Would you please transcribe, exactly as written, the lines of the entries below starting at the one that holds "pub struct Accounts" and ending at the one that holds "account by ID.", both included?
□ □ □
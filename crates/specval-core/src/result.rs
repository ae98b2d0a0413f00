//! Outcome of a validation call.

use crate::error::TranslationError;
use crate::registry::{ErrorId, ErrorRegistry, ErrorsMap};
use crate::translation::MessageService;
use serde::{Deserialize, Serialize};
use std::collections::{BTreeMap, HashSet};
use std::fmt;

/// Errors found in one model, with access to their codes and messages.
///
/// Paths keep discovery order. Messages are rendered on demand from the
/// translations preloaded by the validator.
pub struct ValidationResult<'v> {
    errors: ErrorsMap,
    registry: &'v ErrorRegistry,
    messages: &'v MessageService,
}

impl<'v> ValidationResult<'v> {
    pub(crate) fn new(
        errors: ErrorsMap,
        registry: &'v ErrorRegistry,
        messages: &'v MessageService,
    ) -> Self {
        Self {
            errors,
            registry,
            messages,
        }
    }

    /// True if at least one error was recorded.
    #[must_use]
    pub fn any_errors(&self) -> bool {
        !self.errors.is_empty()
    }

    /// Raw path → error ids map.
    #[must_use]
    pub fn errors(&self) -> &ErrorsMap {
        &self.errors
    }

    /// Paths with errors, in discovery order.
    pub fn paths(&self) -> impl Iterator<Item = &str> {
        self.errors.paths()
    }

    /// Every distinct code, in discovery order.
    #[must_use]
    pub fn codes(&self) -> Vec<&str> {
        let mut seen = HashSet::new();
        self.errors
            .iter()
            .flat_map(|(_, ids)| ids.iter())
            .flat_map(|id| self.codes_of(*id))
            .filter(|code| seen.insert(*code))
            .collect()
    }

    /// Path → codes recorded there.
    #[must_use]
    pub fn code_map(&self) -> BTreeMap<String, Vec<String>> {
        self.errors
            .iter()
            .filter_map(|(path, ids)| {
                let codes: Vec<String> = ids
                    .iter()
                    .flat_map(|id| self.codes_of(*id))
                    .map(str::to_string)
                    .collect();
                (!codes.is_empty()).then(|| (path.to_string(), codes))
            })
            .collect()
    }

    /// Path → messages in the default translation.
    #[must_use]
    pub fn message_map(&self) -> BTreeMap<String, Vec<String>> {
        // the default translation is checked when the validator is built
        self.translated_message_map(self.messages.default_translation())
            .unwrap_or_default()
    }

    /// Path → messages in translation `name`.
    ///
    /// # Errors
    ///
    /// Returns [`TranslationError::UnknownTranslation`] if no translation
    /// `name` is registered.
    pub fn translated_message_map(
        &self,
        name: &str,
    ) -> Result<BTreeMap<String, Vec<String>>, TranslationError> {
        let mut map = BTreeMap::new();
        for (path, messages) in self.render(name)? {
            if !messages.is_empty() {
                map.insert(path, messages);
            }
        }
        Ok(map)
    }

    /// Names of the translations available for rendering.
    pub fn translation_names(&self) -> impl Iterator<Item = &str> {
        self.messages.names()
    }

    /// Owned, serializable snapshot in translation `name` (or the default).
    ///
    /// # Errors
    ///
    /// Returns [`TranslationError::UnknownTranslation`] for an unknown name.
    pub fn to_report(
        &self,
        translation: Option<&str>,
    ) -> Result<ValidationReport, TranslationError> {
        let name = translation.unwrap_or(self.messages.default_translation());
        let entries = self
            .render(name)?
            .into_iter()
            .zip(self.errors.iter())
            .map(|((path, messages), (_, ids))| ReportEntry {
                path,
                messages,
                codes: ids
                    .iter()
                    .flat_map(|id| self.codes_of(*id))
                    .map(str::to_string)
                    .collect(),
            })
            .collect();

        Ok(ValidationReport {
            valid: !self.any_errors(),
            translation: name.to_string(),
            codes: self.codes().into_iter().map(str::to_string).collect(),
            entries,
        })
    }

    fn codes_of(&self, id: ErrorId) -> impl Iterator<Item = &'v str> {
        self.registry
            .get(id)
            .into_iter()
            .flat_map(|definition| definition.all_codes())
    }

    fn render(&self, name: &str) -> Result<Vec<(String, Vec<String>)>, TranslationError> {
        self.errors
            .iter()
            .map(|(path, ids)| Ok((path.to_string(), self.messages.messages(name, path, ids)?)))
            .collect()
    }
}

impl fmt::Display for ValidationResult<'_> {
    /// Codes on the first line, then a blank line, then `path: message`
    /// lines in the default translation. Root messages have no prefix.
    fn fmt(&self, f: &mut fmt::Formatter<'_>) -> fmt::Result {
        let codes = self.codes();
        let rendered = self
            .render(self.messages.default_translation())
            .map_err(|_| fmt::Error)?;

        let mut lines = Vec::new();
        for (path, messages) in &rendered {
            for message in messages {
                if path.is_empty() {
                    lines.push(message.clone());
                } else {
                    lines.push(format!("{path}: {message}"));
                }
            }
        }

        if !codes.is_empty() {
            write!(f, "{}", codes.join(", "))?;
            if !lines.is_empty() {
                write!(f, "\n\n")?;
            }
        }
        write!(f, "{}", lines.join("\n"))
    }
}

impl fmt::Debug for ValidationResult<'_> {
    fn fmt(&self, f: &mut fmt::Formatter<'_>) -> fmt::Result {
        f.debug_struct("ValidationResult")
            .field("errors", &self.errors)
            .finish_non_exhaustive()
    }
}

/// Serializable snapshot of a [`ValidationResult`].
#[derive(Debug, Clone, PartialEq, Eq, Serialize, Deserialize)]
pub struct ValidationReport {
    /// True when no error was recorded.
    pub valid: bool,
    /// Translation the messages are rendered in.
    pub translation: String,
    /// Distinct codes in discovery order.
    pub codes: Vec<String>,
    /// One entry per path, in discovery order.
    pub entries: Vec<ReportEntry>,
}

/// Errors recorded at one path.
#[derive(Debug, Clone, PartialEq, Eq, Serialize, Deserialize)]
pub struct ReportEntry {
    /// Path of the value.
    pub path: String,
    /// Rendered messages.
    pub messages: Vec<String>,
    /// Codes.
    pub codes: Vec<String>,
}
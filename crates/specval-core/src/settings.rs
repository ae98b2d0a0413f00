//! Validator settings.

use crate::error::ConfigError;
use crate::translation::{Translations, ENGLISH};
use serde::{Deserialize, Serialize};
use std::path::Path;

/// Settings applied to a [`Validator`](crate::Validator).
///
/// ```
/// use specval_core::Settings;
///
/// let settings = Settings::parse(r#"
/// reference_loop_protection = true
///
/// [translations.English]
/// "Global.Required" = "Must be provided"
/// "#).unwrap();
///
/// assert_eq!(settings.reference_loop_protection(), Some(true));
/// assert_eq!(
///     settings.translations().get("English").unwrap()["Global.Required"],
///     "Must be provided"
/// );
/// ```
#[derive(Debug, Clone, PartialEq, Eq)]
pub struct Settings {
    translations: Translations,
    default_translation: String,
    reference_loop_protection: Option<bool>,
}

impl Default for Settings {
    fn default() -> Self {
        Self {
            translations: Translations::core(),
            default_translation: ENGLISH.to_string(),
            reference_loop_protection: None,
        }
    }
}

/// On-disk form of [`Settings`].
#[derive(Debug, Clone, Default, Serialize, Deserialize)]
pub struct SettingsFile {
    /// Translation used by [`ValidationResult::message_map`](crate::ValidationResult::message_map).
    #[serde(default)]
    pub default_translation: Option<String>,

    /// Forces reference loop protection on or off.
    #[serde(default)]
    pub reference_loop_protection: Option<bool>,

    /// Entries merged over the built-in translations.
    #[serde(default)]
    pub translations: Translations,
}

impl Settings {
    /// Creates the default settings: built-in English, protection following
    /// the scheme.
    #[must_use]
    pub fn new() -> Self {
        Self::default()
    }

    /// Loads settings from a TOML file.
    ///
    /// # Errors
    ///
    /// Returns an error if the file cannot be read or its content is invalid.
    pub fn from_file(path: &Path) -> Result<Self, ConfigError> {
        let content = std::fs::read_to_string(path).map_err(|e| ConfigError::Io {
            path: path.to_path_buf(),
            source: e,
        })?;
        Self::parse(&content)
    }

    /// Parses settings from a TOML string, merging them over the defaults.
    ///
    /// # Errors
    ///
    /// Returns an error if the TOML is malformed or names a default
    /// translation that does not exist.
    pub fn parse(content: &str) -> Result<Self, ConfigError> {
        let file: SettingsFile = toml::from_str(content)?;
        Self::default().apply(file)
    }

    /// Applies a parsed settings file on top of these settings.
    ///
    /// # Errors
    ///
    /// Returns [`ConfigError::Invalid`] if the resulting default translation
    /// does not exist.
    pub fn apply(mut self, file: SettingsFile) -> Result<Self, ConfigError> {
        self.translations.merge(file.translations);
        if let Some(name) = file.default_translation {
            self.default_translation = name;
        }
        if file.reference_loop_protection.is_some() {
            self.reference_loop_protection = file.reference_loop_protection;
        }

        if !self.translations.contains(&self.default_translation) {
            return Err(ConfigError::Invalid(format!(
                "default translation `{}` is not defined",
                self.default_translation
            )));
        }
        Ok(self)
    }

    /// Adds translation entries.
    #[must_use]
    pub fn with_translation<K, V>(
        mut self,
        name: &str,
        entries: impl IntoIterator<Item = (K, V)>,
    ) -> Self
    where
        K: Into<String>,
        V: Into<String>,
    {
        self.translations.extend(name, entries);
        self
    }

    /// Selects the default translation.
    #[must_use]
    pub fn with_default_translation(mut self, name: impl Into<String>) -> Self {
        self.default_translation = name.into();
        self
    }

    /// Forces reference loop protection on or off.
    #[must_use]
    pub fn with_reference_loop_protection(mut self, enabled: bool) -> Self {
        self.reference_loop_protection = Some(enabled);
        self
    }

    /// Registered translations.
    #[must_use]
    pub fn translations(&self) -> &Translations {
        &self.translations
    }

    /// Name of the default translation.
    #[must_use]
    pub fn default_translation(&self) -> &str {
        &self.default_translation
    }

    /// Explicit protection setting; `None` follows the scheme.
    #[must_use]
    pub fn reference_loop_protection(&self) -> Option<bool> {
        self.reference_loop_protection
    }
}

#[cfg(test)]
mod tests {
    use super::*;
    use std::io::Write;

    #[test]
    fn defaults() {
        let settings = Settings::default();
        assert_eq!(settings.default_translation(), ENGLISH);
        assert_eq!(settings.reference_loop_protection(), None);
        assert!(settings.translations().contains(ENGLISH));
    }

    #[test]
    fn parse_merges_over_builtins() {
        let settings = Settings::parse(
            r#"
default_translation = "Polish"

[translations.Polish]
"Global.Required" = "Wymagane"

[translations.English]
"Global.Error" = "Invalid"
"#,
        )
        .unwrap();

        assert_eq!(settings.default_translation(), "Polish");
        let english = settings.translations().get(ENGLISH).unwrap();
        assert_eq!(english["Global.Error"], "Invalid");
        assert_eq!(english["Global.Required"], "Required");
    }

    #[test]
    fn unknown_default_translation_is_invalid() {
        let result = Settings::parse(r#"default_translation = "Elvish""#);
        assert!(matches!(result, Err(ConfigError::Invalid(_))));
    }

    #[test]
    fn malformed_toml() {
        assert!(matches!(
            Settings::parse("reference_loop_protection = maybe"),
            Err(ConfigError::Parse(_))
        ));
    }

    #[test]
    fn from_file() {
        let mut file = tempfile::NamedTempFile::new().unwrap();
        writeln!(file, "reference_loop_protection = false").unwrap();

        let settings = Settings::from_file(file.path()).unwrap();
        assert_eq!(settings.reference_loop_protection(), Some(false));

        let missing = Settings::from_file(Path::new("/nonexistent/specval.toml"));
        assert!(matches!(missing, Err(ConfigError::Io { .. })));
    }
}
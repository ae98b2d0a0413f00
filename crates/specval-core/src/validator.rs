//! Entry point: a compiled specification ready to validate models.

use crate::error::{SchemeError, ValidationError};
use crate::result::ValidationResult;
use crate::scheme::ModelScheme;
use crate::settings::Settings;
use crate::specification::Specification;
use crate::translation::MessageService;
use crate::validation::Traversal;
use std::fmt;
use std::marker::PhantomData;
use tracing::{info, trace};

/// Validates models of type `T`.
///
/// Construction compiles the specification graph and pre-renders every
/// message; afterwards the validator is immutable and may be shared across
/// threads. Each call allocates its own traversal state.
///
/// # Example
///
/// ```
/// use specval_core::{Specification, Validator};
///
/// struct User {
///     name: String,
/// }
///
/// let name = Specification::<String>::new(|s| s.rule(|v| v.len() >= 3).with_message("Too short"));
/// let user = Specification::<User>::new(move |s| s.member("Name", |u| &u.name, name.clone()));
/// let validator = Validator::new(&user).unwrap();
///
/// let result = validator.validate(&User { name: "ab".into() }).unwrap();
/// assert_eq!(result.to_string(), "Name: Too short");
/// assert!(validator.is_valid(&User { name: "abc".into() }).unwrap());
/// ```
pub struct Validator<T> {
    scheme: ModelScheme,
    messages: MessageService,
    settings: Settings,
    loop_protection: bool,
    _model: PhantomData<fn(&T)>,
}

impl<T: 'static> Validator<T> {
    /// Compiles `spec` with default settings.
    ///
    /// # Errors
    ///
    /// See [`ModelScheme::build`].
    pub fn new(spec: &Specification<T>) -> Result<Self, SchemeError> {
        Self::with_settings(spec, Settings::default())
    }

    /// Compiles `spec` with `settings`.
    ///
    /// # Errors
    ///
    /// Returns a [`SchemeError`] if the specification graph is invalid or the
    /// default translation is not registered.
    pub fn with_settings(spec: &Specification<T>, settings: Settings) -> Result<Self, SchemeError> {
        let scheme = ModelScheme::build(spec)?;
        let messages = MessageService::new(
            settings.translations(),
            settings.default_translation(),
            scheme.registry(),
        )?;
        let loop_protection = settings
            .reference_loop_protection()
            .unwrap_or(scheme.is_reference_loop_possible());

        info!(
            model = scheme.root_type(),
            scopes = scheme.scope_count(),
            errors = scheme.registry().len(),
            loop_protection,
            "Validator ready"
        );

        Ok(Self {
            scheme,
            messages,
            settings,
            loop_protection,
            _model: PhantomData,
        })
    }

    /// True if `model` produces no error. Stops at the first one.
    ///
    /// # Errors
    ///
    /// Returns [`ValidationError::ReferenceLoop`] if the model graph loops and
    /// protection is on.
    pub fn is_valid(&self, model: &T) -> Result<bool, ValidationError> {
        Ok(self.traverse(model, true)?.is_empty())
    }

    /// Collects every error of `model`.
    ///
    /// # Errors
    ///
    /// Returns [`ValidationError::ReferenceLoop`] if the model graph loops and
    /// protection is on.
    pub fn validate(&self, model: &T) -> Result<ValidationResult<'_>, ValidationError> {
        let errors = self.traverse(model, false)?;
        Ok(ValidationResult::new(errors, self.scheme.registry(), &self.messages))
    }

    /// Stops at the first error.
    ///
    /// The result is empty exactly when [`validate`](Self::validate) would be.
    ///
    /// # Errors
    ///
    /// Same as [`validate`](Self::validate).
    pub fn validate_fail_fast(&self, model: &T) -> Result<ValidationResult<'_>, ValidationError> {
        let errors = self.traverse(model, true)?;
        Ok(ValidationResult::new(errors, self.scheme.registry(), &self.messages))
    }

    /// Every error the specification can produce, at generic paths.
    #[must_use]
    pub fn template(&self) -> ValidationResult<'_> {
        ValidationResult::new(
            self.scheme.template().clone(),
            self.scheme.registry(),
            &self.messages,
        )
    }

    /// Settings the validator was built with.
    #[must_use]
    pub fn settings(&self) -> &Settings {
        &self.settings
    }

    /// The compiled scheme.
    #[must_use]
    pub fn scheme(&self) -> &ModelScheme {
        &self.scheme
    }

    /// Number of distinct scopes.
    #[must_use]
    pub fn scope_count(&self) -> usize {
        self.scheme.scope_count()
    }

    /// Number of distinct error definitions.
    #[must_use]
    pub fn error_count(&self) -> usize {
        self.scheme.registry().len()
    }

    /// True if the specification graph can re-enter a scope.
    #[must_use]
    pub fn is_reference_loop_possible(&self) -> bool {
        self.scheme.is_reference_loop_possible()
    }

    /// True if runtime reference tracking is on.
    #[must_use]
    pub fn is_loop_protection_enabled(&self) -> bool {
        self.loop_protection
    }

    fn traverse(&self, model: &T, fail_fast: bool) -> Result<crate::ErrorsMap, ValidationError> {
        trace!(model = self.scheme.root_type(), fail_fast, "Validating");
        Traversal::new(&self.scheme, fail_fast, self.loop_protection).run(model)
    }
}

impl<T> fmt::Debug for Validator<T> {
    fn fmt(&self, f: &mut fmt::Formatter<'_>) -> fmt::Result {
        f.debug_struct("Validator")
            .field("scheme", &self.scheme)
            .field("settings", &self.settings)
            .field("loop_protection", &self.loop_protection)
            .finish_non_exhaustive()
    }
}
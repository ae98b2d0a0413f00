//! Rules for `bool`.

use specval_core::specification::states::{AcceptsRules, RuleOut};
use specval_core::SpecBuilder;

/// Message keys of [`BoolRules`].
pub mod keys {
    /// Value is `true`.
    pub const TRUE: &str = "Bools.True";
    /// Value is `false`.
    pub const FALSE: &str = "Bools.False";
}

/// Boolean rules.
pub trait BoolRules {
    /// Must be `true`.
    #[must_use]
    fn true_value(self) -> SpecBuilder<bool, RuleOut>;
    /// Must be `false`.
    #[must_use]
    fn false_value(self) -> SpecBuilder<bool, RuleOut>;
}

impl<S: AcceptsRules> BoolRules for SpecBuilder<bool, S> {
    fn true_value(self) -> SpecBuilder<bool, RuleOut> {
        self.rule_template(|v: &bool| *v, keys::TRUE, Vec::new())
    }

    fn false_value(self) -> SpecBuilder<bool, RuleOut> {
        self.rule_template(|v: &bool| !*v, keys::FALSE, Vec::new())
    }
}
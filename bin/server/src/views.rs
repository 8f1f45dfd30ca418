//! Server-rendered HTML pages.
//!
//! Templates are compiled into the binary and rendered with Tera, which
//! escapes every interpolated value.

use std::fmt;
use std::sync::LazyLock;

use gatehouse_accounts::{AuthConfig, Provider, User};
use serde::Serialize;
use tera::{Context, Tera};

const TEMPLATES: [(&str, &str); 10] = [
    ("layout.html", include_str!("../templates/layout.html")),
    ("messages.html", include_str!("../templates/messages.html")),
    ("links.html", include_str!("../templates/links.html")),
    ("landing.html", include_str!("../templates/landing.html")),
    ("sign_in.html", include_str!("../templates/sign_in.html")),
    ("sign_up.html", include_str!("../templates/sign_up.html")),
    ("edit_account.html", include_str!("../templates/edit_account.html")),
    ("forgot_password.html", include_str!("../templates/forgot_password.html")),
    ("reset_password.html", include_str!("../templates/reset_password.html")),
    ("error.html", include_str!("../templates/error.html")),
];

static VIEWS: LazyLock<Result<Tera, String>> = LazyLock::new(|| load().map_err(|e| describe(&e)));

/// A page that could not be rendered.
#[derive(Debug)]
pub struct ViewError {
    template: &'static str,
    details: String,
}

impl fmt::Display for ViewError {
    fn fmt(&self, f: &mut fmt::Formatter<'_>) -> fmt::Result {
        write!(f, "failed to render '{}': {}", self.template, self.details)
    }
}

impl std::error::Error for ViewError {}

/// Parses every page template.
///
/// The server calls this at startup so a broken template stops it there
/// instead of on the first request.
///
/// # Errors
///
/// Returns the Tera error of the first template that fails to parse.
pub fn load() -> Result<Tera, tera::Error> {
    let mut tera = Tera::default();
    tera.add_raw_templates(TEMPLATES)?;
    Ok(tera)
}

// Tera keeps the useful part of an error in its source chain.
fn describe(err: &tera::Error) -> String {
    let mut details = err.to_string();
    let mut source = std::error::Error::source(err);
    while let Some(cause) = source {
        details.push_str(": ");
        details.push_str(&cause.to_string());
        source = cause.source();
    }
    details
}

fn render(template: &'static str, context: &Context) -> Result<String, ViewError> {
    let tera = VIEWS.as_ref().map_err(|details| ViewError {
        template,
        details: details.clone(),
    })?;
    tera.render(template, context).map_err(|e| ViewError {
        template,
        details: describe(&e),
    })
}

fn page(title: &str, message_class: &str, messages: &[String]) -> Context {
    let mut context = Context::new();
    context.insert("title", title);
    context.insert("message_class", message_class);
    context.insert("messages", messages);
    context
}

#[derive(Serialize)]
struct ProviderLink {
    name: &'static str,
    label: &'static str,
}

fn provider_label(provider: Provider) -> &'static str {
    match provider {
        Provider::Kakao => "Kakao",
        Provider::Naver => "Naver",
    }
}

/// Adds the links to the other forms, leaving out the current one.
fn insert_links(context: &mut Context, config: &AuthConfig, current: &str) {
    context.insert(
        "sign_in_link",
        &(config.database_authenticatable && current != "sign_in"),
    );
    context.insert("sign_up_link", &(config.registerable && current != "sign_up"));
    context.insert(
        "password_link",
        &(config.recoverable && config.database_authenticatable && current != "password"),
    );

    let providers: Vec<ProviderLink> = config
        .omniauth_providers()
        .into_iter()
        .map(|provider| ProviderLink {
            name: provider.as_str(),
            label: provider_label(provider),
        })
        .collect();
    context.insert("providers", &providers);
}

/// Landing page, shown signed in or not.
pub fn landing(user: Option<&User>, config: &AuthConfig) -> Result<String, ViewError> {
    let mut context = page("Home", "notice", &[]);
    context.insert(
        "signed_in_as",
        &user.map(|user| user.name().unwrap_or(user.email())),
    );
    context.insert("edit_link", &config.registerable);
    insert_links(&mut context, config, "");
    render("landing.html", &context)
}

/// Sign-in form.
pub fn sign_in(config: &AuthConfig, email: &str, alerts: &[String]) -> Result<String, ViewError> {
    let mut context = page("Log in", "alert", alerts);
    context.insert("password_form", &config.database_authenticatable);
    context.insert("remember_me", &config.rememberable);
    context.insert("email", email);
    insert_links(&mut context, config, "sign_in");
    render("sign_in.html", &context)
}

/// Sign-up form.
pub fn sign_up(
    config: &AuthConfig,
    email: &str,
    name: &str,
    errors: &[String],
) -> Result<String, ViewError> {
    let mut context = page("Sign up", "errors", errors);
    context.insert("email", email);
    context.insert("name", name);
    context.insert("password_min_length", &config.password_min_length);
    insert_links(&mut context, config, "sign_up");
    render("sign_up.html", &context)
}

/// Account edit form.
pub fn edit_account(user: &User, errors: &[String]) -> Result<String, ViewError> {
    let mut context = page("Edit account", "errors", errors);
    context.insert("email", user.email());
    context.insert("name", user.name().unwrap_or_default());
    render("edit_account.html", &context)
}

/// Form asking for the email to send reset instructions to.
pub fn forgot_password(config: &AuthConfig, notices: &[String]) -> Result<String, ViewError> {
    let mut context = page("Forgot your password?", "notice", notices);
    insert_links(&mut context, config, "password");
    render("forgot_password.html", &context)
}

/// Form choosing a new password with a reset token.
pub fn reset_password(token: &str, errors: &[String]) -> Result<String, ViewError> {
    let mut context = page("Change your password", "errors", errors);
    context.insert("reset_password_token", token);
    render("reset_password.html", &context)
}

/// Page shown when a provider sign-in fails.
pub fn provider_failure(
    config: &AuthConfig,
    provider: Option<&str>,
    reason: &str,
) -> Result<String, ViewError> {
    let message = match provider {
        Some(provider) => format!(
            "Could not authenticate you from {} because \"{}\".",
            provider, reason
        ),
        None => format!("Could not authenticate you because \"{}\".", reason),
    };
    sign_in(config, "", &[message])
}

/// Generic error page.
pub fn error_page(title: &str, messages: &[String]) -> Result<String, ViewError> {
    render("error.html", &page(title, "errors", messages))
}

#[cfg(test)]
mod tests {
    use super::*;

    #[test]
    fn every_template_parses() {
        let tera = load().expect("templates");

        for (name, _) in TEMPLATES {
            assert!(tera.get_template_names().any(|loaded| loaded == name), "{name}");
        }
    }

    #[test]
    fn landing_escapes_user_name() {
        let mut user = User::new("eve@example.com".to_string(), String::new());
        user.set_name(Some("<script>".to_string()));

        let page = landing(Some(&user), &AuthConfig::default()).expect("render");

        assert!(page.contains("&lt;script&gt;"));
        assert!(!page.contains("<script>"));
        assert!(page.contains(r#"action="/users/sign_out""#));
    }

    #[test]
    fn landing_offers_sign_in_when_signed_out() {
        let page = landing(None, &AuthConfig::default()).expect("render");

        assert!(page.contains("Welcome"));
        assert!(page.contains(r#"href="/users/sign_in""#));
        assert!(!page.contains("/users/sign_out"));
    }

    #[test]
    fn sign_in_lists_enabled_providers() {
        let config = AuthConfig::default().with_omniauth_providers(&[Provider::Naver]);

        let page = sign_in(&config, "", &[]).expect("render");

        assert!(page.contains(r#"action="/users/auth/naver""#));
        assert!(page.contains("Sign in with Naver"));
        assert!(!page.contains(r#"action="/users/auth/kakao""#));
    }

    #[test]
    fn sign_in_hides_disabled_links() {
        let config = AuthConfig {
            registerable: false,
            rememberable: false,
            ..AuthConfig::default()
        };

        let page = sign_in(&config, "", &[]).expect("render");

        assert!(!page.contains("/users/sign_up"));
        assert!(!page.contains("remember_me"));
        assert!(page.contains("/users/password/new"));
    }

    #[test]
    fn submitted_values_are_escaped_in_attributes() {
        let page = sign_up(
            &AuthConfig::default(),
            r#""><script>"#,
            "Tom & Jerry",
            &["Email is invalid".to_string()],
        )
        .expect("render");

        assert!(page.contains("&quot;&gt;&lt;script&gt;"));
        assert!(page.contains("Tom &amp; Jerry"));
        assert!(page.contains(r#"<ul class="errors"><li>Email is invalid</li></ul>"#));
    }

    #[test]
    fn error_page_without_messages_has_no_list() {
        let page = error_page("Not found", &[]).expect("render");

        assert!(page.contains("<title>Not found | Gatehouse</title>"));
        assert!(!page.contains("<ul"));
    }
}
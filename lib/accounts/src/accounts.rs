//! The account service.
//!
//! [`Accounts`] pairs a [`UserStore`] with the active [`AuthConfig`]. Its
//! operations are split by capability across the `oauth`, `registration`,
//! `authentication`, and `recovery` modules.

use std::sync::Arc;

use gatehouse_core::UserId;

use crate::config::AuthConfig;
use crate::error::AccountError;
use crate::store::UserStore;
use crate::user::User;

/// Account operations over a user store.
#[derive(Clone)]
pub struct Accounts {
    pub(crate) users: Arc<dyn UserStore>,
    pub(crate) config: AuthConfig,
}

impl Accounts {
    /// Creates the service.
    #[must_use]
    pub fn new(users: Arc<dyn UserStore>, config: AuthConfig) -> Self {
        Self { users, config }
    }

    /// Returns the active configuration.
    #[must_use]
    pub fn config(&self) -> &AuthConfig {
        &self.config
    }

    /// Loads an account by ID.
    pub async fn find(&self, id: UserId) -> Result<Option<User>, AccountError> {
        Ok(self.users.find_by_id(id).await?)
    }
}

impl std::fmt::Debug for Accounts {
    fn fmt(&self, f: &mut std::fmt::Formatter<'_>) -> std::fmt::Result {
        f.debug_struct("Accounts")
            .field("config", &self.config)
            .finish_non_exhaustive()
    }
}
□ □ □
§ Problem solution:
pub struct Accounts {
    pub(crate) users: Arc<dyn UserStore>,
    pub(crate) config: AuthConfig,
}

impl Accounts {
    /// Creates the service.
    #[must_use]
    pub fn new(users: Arc<dyn UserStore>, config: AuthConfig) -> Self {
        Self { users, config }
    }

    /// Returns the active configuration.
    #[must_use]
    pub fn config(&self) -> &AuthConfig {
        &self.config
    }

    /// Loads an account by ID.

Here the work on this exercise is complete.